But the thing is I would be 'ending up' with him. When and if I date him I'd want it to be the end game. I'd want to enter that relationship with the knowledge that I was happy to settle down and start a life with someone who I'd be willing to give my all to. Because that's what he deserves.
But I'm not there yet. I'm not interested in a serious relationship at this point in my life. I want to mess around and date a few guys who I know aren't quite right for me. I don't want a Mr Right, I want a Mr Right Now. Which I know probably seems stupid and counterproductive to a lot of people but I just don't think I'm emotionally mature enough for something better. And the last thing I'd want is to hurt my friend by forcing something that I know I'm not ready for.
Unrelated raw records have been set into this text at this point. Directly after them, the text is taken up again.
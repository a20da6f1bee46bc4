use super::{decimal_column, email_column, time_column, Repository};
use crate::domain::{Decimal, Email, Product};
use sqlx::sqlite::SqliteRow;
use sqlx::Row;
use tracing::debug;

const PRODUCT_COLUMNS: &str = r#"
    id, shop_id, owner_email, name, image_url, location, description,
    cost, profit_margin, selling_price, quantity, sales_count, created_at
"#;

impl Repository {
    /// Insert a product only while its shop is below the product limit.
    ///
    /// The count check and the insert are one statement, so concurrent
    /// creations cannot overshoot the limit. Returns false when the limit is
    /// reached (or the shop does not exist).
    ///
    /// # Errors
    /// Returns an error if the insert fails.
    pub async fn insert_product_within_limit(&self, product: &Product) -> Result<bool, sqlx::Error> {
        let result = sqlx::query(
            r#"
            INSERT INTO products (
                id, shop_id, owner_email, name, image_url, location, description,
                cost, profit_margin, selling_price, quantity, sales_count, created_at
            )
            SELECT ?, ?, ?, ?, ?, ?, ?, ?, ?, ?, ?, ?, ?
            WHERE (SELECT COUNT(*) FROM products WHERE shop_id = ?)
                < (SELECT product_limit FROM shops WHERE id = ?)
            "#,
        )
        .bind(&product.id)
        .bind(&product.shop_id)
        .bind(product.owner_email.as_str())
        .bind(&product.name)
        .bind(product.image_url.as_deref())
        .bind(product.location.as_deref())
        .bind(product.description.as_deref())
        .bind(product.cost.to_canonical_string())
        .bind(product.profit_margin.to_canonical_string())
        .bind(product.selling_price.to_canonical_string())
        .bind(product.quantity)
        .bind(product.sales_count)
        .bind(product.created_at.timestamp_millis())
        .bind(&product.shop_id)
        .bind(&product.shop_id)
        .execute(&self.pool)
        .await?;

        Ok(result.rows_affected() > 0)
    }

    pub async fn products_for_owner(&self, owner: &Email) -> Result<Vec<Product>, sqlx::Error> {
        let sql = format!(
            "SELECT {} FROM products WHERE owner_email = ? ORDER BY created_at DESC, id ASC",
            PRODUCT_COLUMNS
        );
        let rows = sqlx::query(&sql)
            .bind(owner.as_str())
            .fetch_all(&self.pool)
            .await?;

        rows.iter().map(product_from_row).collect()
    }

    pub async fn get_product(&self, id: &str) -> Result<Option<Product>, sqlx::Error> {
        let sql = format!("SELECT {} FROM products WHERE id = ?", PRODUCT_COLUMNS);
        let row = sqlx::query(&sql)
            .bind(id)
            .fetch_optional(&self.pool)
            .await?;

        row.as_ref().map(product_from_row).transpose()
    }

    /// Fetch a product only if `owner` owns it.
    pub async fn get_owned_product(
        &self,
        id: &str,
        owner: &Email,
    ) -> Result<Option<Product>, sqlx::Error> {
        Ok(self
            .get_product(id)
            .await?
            .filter(|p| &p.owner_email == owner))
    }

    /// Persist edited product fields and the recomputed price.
    ///
    /// `sales_count` is never written here, and `quantity` only when
    /// `quantity_override` is set, so a concurrent sale's decrement is not
    /// overwritten by a stale read.
    ///
    /// # Errors
    /// Returns an error if the update fails.
    pub async fn update_product(
        &self,
        product: &Product,
        quantity_override: Option<i64>,
    ) -> Result<bool, sqlx::Error> {
        let result = sqlx::query(
            r#"
            UPDATE products
            SET name = ?, image_url = ?, location = ?, description = ?,
                cost = ?, profit_margin = ?, selling_price = ?,
                quantity = COALESCE(?, quantity)
            WHERE id = ? AND owner_email = ?
            "#,
        )
        .bind(&product.name)
        .bind(product.image_url.as_deref())
        .bind(product.location.as_deref())
        .bind(product.description.as_deref())
        .bind(product.cost.to_canonical_string())
        .bind(product.profit_margin.to_canonical_string())
        .bind(product.selling_price.to_canonical_string())
        .bind(quantity_override)
        .bind(&product.id)
        .bind(product.owner_email.as_str())
        .execute(&self.pool)
        .await?;

        Ok(result.rows_affected() > 0)
    }

    /// Returns the number of deleted rows (0 or 1).
    pub async fn delete_product(&self, id: &str) -> Result<u64, sqlx::Error> {
        let result = sqlx::query("DELETE FROM products WHERE id = ?")
            .bind(id)
            .execute(&self.pool)
            .await?;
        Ok(result.rows_affected())
    }

    /// Inventory ledger: record `sold_quantity` units sold.
    ///
    /// One conditional update: only products with `quantity > 0` are touched.
    /// The guard does not compare against `sold_quantity`, so a sale larger
    /// than the remaining stock still applies and drives `quantity` negative.
    /// Returns whether a product row was modified.
    ///
    /// # Errors
    /// Returns an error if the update fails.
    pub async fn apply_sale(&self, product_id: &str, sold_quantity: i64) -> Result<bool, sqlx::Error> {
        let result = sqlx::query(
            r#"
            UPDATE products
            SET sales_count = sales_count + ?, quantity = quantity - ?
            WHERE id = ? AND quantity > 0
            "#,
        )
        .bind(sold_quantity)
        .bind(sold_quantity)
        .bind(product_id)
        .execute(&self.pool)
        .await?;

        let modified = result.rows_affected() > 0;
        debug!(product_id = %product_id, sold_quantity, modified, "Applied sale to inventory");
        Ok(modified)
    }

    /// `(sales_count, selling_price)` for every product, for lifetime totals.
    pub async fn product_sales_counters(&self) -> Result<Vec<(i64, Decimal)>, sqlx::Error> {
        let rows = sqlx::query("SELECT sales_count, selling_price FROM products")
            .fetch_all(&self.pool)
            .await?;

        rows.iter()
            .map(|row| {
                let price = decimal_column(row, "selling_price")?;
                Ok((row.get::<i64, _>("sales_count"), price))
            })
            .collect::<Result<Vec<_>, sqlx::Error>>()
    }
}

fn product_from_row(row: &SqliteRow) -> Result<Product, sqlx::Error> {
    Ok(Product {
        id: row.get("id"),
        shop_id: row.get("shop_id"),
        owner_email: email_column(row, "owner_email")?,
        name: row.get("name"),
        image_url: row.get("image_url"),
        location: row.get("location"),
        description: row.get("description"),
        cost: decimal_column(row, "cost")?,
        profit_margin: decimal_column(row, "profit_margin")?,
        selling_price: decimal_column(row, "selling_price")?,
        quantity: row.get("quantity"),
        sales_count: row.get("sales_count"),
        created_at: time_column(row, "created_at"),
    })
}
use axum::extract::State;
use axum::http::StatusCode;
use axum::Json;
use tracing::warn;

use crate::api::AppState;

pub async fn health() -> Json<serde_json::Value> {
    Json(serde_json::json!({"status": "ok"}))
}

/// Ready once the database answers a trivial query.
pub async fn ready(State(state): State<AppState>) -> (StatusCode, Json<serde_json::Value>) {
    match sqlx::query("SELECT 1").execute(state.repo.pool()).await {
        Ok(_) => (
            StatusCode::OK,
            Json(serde_json::json!({"status": "ready"})),
        ),
        Err(e) => {
            warn!(error = %e, "Readiness probe failed");
            (
                StatusCode::SERVICE_UNAVAILABLE,
                Json(serde_json::json!({"status": "unavailable"})),
            )
        }
    }
}
/// Inventory result for one line.
#[derive(Debug, Clone, PartialEq, Eq, Serialize)]
#[serde(rename_all = "camelCase")]
pub struct LedgerOutcome {
    pub product_id: String,
    pub sold_quantity: i64,
    /// False when the product is missing or already depleted.
    pub modified: bool,
    #[serde(skip_serializing_if = "Option::is_none")]
    pub error: Option<String>,
}

/// Cart-clearing result for one line.
#[derive(Debug, Clone, PartialEq, Eq, Serialize)]
#[serde(rename_all = "camelCase")]
pub struct CartOutcome {
    pub product_id: String,
    pub deleted_count: u64,
    #[serde(skip_serializing_if = "Option::is_none")]
    pub error: Option<String>,
}

#[derive(Debug, Clone, PartialEq, Eq, Serialize)]
#[serde(rename_all = "camelCase")]
pub struct CheckoutReport {
    pub stage: CheckoutStage,
    pub sales_result: SaleBatch,
    pub ledger_results: Vec<LedgerOutcome>,
    pub cart_results: Vec<CartOutcome>,
}

impl CheckoutReport {
    /// True when every line updated inventory and left the cart without error.
    pub fn fully_applied(&self) -> bool {
        self.ledger_results
            .iter()
            .all(|o| o.modified && o.error.is_none())
            && self.cart_results.iter().all(|o| o.error.is_none())
    }
}

#[derive(Debug, Error)]
pub enum CheckoutError {
    #[error("failed to record sales: {0}")]
    Record(#[from] RecordError),
}

#[derive(Clone)]
pub struct CheckoutOrchestrator {
    recorder: Arc<dyn SalesRecorder>,
    ledger: Arc<dyn InventoryLedger>,
    carts: Arc<dyn CartStore>,
}

impl CheckoutOrchestrator {
    pub fn new(
        recorder: Arc<dyn SalesRecorder>,
        ledger: Arc<dyn InventoryLedger>,
        carts: Arc<dyn CartStore>,
    ) -> Self {
        Self {
            recorder,
            ledger,
            carts,
        }
    }

    pub fn from_repository(repo: Arc<Repository>) -> Self {
        Self::new(repo.clone(), repo.clone(), repo)
    }

    /// Check out `seller`'s pending cart lines.
    ///
    /// # Errors
    /// Fails only if the sale batch cannot be recorded, in which case no
    /// inventory or cart state was touched.
    pub async fn checkout(
        &self,
        seller: &Email,
        seller_name: Option<&str>,
        lines: Vec<CartLine>,
    ) -> Result<CheckoutReport, CheckoutError> {
        let mut stage = CheckoutStage::Received;
        debug!(seller = %seller, lines = lines.len(), %stage, "Checkout started");

        let sold_at = Utc::now();
        let sales: Vec<SaleLine> = lines
            .iter()
            .map(|line| SaleLine::from_cart(line, seller, seller_name, sold_at))
            .collect();

        let sales_result = self.recorder.commit_batch(&sales).await.map_err(|e| {
            warn!(seller = %seller, error = %e, "Checkout aborted before recording");
            e
        })?;
        stage = CheckoutStage::Recorded;
        debug!(seller = %seller, inserted = sales_result.inserted_count, %stage, "Sales recorded");

        let ledger_results = join_all(sales.iter().map(|sale| self.ledger_one(sale))).await;
        stage = CheckoutStage::Ledgered;
        debug!(seller = %seller, %stage, "Inventory updated");

        let cart_results = join_all(sales.iter().map(|sale| self.clear_one(seller, sale))).await;
        stage = CheckoutStage::CartCleared;
        debug!(seller = %seller, %stage, "Cart cleared");

        stage = CheckoutStage::Done;
        let report = CheckoutReport {
            stage,
            sales_result,
            ledger_results,
            cart_results,
        };
        info!(
            seller = %seller,
            lines = sales.len(),
            fully_applied = report.fully_applied(),
            %stage,
            "Checkout finished"
        );
        Ok(report)
    }

    async fn ledger_one(&self, sale: &SaleLine) -> LedgerOutcome {
        match self
            .ledger
            .apply_sale(&sale.product_id, sale.sold_quantity)
            .await
        {
            Ok(modified) => {
                if !modified {
                    warn!(product_id = %sale.product_id, "Sale recorded but inventory not modified");
                }
                LedgerOutcome {
                    product_id: sale.product_id.clone(),
                    sold_quantity: sale.sold_quantity,
                    modified,
                    error: None,
                }
            }
            Err(e) => {
                warn!(product_id = %sale.product_id, error = %e, "Inventory update failed");
                LedgerOutcome {
                    product_id: sale.product_id.clone(),
                    sold_quantity: sale.sold_quantity,
                    modified: false,
                    error: Some(e.to_string()),
                }
            }
        }
    }

    async fn clear_one(&self, owner: &Email, sale: &SaleLine) -> CartOutcome {
        match self.carts.remove_line(owner, &sale.product_id).await {
            Ok(deleted_count) => CartOutcome {
                product_id: sale.product_id.clone(),
                deleted_count,
                error: None,
            },
            Err(e) => {
                warn!(product_id = %sale.product_id, error = %e, "Cart line removal failed");
                CartOutcome {
                    product_id: sale.product_id.clone(),
                    deleted_count: 0,
                    error: Some(e.to_string()),
                }
            }
        }
    }
}

#[cfg(test)]
mod tests {
    use super::*;
    use crate::db::repo::test_support::{email, seed_product, seed_shop, setup_repo};
    use crate::domain::{Decimal, Product};
    use async_trait::async_trait;
    use std::sync::Mutex;

    fn line_for(owner: &Email, product: &Product) -> CartLine {
        CartLine::snapshot(owner, product, Utc::now())
    }

    async fn add_to_cart(repo: &Repository, owner: &Email, product: &Product, times: usize) {
        for _ in 0..times {
            repo.upsert_cart_line(&line_for(owner, product)).await.unwrap();
        }
    }

    #[tokio::test]
    async fn test_checkout_commits_ledgers_and_clears() {
        let (repo, _temp) = setup_repo().await;
        let repo = Arc::new(repo);
        let owner = email("owner@example.com");
        let shop = seed_shop(&repo, &owner).await;
        let lamp = seed_product(&repo, &shop, 5).await;
        let desk = seed_product(&repo, &shop, 1).await;
        add_to_cart(&repo, &owner, &lamp, 2).await;
        add_to_cart(&repo, &owner, &desk, 1).await;

        let orchestrator = CheckoutOrchestrator::from_repository(repo.clone());
        let lines = repo.cart_lines(&owner).await.unwrap();
        let report = orchestrator
            .checkout(&owner, Some("Owner"), lines)
            .await
            .unwrap();

        assert_eq!(report.stage, CheckoutStage::Done);
        assert_eq!(report.sales_result.inserted_count, 2);
        assert!(report.fully_applied());
        assert!(report.cart_results.iter().all(|c| c.deleted_count == 1));

        let lamp_after = repo.get_product(&lamp.id).await.unwrap().unwrap();
        assert_eq!(lamp_after.quantity, 3);
        assert_eq!(lamp_after.sales_count, 2);
        let desk_after = repo.get_product(&desk.id).await.unwrap().unwrap();
        assert_eq!(desk_after.quantity, 0);

        assert!(repo.cart_lines(&owner).await.unwrap().is_empty());

        let sales = repo.sales_for_shop(&shop.id).await.unwrap();
        assert_eq!(sales.len(), 2);
        assert!(sales.iter().all(|s| s.seller_name.as_deref() == Some("Owner")));
        assert!(sales.iter().all(|s| s.sold_by == owner));
    }

    #[tokio::test]
    async fn test_empty_cart_is_trivial_success() {
        let (repo, _temp) = setup_repo().await;
        let orchestrator = CheckoutOrchestrator::from_repository(Arc::new(repo));

        let report = orchestrator
            .checkout(&email("owner@example.com"), None, Vec::new())
            .await
            .unwrap();

        assert_eq!(report.sales_result, SaleBatch::default());
        assert!(report.ledger_results.is_empty());
        assert!(report.cart_results.is_empty());
        assert!(report.fully_applied());
    }

    #[tokio::test]
    async fn test_depleted_and_missing_products_are_not_modified() {
        let (repo, _temp) = setup_repo().await;
        let repo = Arc::new(repo);
        let owner = email("owner@example.com");
        let shop = seed_shop(&repo, &owner).await;
        let empty = seed_product(&repo, &shop, 0).await;
        let gone = seed_product(&repo, &shop, 4).await;
        add_to_cart(&repo, &owner, &empty, 1).await;
        add_to_cart(&repo, &owner, &gone, 1).await;
        repo.delete_product(&gone.id).await.unwrap();

        let orchestrator = CheckoutOrchestrator::from_repository(repo.clone());
        let lines = repo.cart_lines(&owner).await.unwrap();
        let report = orchestrator.checkout(&owner, None, lines).await.unwrap();

        assert_eq!(report.sales_result.inserted_count, 2);
        assert!(report.ledger_results.iter().all(|o| !o.modified));
        assert!(report.ledger_results.iter().all(|o| o.error.is_none()));
        assert!(!report.fully_applied());

        let empty_after = repo.get_product(&empty.id).await.unwrap().unwrap();
        assert_eq!(empty_after.quantity, 0);
        assert_eq!(empty_after.sales_count, 0);
        assert!(repo.cart_lines(&owner).await.unwrap().is_empty());
    }

    #[tokio::test]
    async fn test_checkout_uses_frozen_cart_price() {
        let (repo, _temp) = setup_repo().await;
        let repo = Arc::new(repo);
        let owner = email("owner@example.com");
        let shop = seed_shop(&repo, &owner).await;
        let mut lamp = seed_product(&repo, &shop, 5).await;
        add_to_cart(&repo, &owner, &lamp, 1).await;

        lamp.apply_patch(crate::domain::ProductPatch {
            cost: Some(Decimal::from_int(1000)),
            ..Default::default()
        })
        .unwrap();
        repo.update_product(&lamp, None).await.unwrap();

        let orchestrator = CheckoutOrchestrator::from_repository(repo.clone());
        let lines = repo.cart_lines(&owner).await.unwrap();
        orchestrator.checkout(&owner, None, lines).await.unwrap();

        let sales = repo.sales_for_shop(&shop.id).await.unwrap();
        assert_eq!(sales[0].selling_price, Decimal::from_int(130));
        assert_eq!(sales[0].product_cost, Decimal::from_int(100));
    }

    struct FailingRecorder;

    #[async_trait]
    impl SalesRecorder for FailingRecorder {
        async fn commit_batch(&self, _lines: &[SaleLine]) -> Result<SaleBatch, RecordError> {
            Err(RecordError::Db(sqlx::Error::Protocol("disk full".to_string())))
        }
    }

    /// Fails for one product id, succeeds for the rest, and records every call.
    struct FlakyLedger {
        fail_for: String,
        calls: Mutex<Vec<String>>,
    }

    #[async_trait]
    impl InventoryLedger for FlakyLedger {
        async fn apply_sale(&self, product_id: &str, _qty: i64) -> Result<bool, sqlx::Error> {
            self.calls.lock().unwrap().push(product_id.to_string());
            if product_id == self.fail_for {
                Err(sqlx::Error::Protocol("connection reset".to_string()))
            } else {
                Ok(true)
            }
        }
    }

    #[tokio::test]
    async fn test_record_failure_has_no_side_effects() {
        let (repo, _temp) = setup_repo().await;
        let repo = Arc::new(repo);
        let owner = email("owner@example.com");
        let shop = seed_shop(&repo, &owner).await;
        let lamp = seed_product(&repo, &shop, 5).await;
        add_to_cart(&repo, &owner, &lamp, 1).await;

        let orchestrator =
            CheckoutOrchestrator::new(Arc::new(FailingRecorder), repo.clone(), repo.clone());
        let lines = repo.cart_lines(&owner).await.unwrap();
        let result = orchestrator.checkout(&owner, None, lines).await;

        assert!(matches!(result, Err(CheckoutError::Record(_))));
        assert_eq!(repo.get_product(&lamp.id).await.unwrap().unwrap().quantity, 5);
        assert_eq!(repo.cart_lines(&owner).await.unwrap().len(), 1);
    }

    #[tokio::test]
    async fn test_ledger_failure_does_not_abort_siblings() {
        let (repo, _temp) = setup_repo().await;
        let repo = Arc::new(repo);
        let owner = email("owner@example.com");
        let shop = seed_shop(&repo, &owner).await;
        let lamp = seed_product(&repo, &shop, 5).await;
        let desk = seed_product(&repo, &shop, 5).await;
        add_to_cart(&repo, &owner, &lamp, 1).await;
        add_to_cart(&repo, &owner, &desk, 1).await;

        let ledger = Arc::new(FlakyLedger {
            fail_for: lamp.id.clone(),
            calls: Mutex::new(Vec::new()),
        });
        let orchestrator = CheckoutOrchestrator::new(repo.clone(), ledger.clone(), repo.clone());
        let lines = repo.cart_lines(&owner).await.unwrap();
        let report = orchestrator.checkout(&owner, None, lines).await.unwrap();

        assert_eq!(ledger.calls.lock().unwrap().len(), 2);
        let failed = report
            .ledger_results
            .iter()
            .find(|o| o.product_id == lamp.id)
            .unwrap();
        assert!(!failed.modified);
        assert!(failed.error.as_deref().unwrap().contains("connection reset"));
        let ok = report
            .ledger_results
            .iter()
            .find(|o| o.product_id == desk.id)
            .unwrap();
        assert!(ok.modified);

        // Recorded sales and cart clearing are kept despite the ledger failure.
        assert_eq!(repo.sales_for_shop(&shop.id).await.unwrap().len(), 2);
        assert!(repo.cart_lines(&owner).await.unwrap().is_empty());
        assert!(!report.fully_applied());
    }

    #[test]
    fn test_report_serializes_camel_case() {
        let report = CheckoutReport {
            stage: CheckoutStage::Done,
            sales_result: SaleBatch {
                inserted_count: 1,
                inserted_ids: vec![7],
            },
            ledger_results: vec![LedgerOutcome {
                product_id: "p-1".to_string(),
                sold_quantity: 1,
                modified: true,
                error: None,
            }],
            cart_results: vec![CartOutcome {
                product_id: "p-1".to_string(),
                deleted_count: 1,
                error: None,
            }],
        };
        let json = serde_json::to_value(&report).unwrap();
        assert_eq!(json["stage"], "done");
        assert_eq!(json["salesResult"]["insertedCount"], 1);
        assert_eq!(json["ledgerResults"][0]["modified"], true);
        assert!(json["ledgerResults"][0].get("error").is_none());
        assert_eq!(json["cartResults"][0]["deletedCount"], 1);
    }
}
I'm afraid though that if I don't reciprocate his feelings I'll lose him which would honestly break me. At the same time I would rather hurt myself then do something to lead him on or hurt him in any way and I can't very well explain to him that although I would like to be with him eventually I can't do it now. That would be extremely unfair. He does not deserve to be kept on my hook. I don't know what to do.
Most Helpful Guy
You should tell him what you said here. The thing is, he probably won't want to watch you bounce around from guy to guy for the fun of it and he isn't going to stick around to watch it. And you can't really blame him for leaving. He has poured his heart out and you're not ready, so to protect his emotions, he has to distance himself from you.
Unfortunately, there's no way to do this without causing some pain. You will always wonder what it would have been like to not be tied down to one person, but you're going to have to hurt your friend, and you're not going to be guaranteed he's going to be waiting for you when you finally want to settle down.
I do know that if your best friend is the opposite gender, you're straight, you're happy when they're around, you don't want to lose them in your life, then that's the one you marry.
But you're not ready to settle down. That's fine, but just remember you will hurt him, he won't want to watch you date other people and will stop being your friend, and you can't guarantee he will be ready for you and has not yet moved on to another person. You've got two 'what if' situations on your hands and you have to decide which one you can go your whole life without knowing 'what if'.